**Required work**
The full listing, from first line to last, should be set down again exactly.

----

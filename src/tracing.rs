//! Logging setup for the vkeys binary
//!
//! Every run appends to `~/.config/vkeys/logs/vkeys.log` (rotated daily) at
//! debug level. Console output goes to stderr so it never mixes with command
//! output. Its level comes from RUST_LOG when set (for example
//! `RUST_LOG=vkeys::keymap=debug`), otherwise from the `-v` count.

use tracing_subscriber::{fmt, layer::SubscriberExt, util::SubscriberInitExt, EnvFilter, Layer};

use crate::config_paths::{ensure_logs_dir, LOG_FILE_NAME};

/// Console level for a `-v` count
fn console_level(verbosity: u8) -> &'static str {
    match verbosity {
        0 => "warn",
        1 => "info",
        _ => "debug",
    }
}

/// Install the subscriber
///
/// With `console` off only the log file is written.
pub fn init(verbosity: u8, console: bool) {
    let console_layer = console.then(|| {
        let filter = EnvFilter::try_from_default_env()
            .unwrap_or_else(|_| EnvFilter::new(console_level(verbosity)));
        fmt::layer()
            .with_writer(std::io::stderr)
            .with_target(true)
            .with_line_number(true)
            .with_filter(filter)
    });

    let file_layer = match ensure_logs_dir() {
        Ok(logs_dir) => {
            let file_appender = tracing_appender::rolling::daily(logs_dir, LOG_FILE_NAME);
            Some(
                fmt::layer()
                    .with_writer(file_appender)
                    .with_ansi(false)
                    .with_target(true)
                    .with_filter(EnvFilter::new("debug")),
            )
        }
        Err(e) => {
            if console {
                eprintln!("Warning: Could not initialize file logging: {}", e);
            }
            None
        }
    };

    tracing_subscriber::registry()
        .with(console_layer)
        .with(file_layer)
        .init();
}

----

**Solution below**
filename src/tracing.rs
//! Logging setup for the vkeys binary
//!
//! Every run appends to `~/.config/vkeys/logs/vkeys.log` (rotated daily) at
//! debug level. Console output goes to stderr so it never mixes with command
//! output. Its level comes from RUST_LOG when set (for example
//! `RUST_LOG=vkeys::keymap=debug`), otherwise from the `-v` count.

use tracing_subscriber::{fmt, layer::SubscriberExt, util::SubscriberInitExt, EnvFilter, Layer};

use crate::config_paths::{ensure_logs_dir, LOG_FILE_NAME};

/// Console level for a `-v` count
fn console_level(verbosity: u8) -> &'static str {
    match verbosity {
        0 => "warn",
        1 => "info",
        _ => "debug",
    }
}

/// Install the subscriber
///
/// With `console` off only the log file is written.
pub fn init(verbosity: u8, console: bool) {
    let console_layer = console.then(|| {
        let filter = EnvFilter::try_from_default_env()
            .unwrap_or_else(|_| EnvFilter::new(console_level(verbosity)));
        fmt::layer()
            .with_writer(std::io::stderr)
            .with_target(true)
            .with_line_number(true)
            .with_filter(filter)
    });

    let file_layer = match ensure_logs_dir() {
        Ok(logs_dir) => {
            let file_appender = tracing_appender::rolling::daily(logs_dir, LOG_FILE_NAME);
            Some(
                fmt::layer()
                    .with_writer(file_appender)
                    .with_ansi(false)
                    .with_target(true)
                    .with_filter(EnvFilter::new("debug")),
            )
        }
        Err(e) => {
            if console {
                eprintln!("Warning: Could not initialize file logging: {}", e);
            }
            None
        }
    };

    tracing_subscriber::registry()
        .with(console_layer)
        .with(file_layer)
        .init();
}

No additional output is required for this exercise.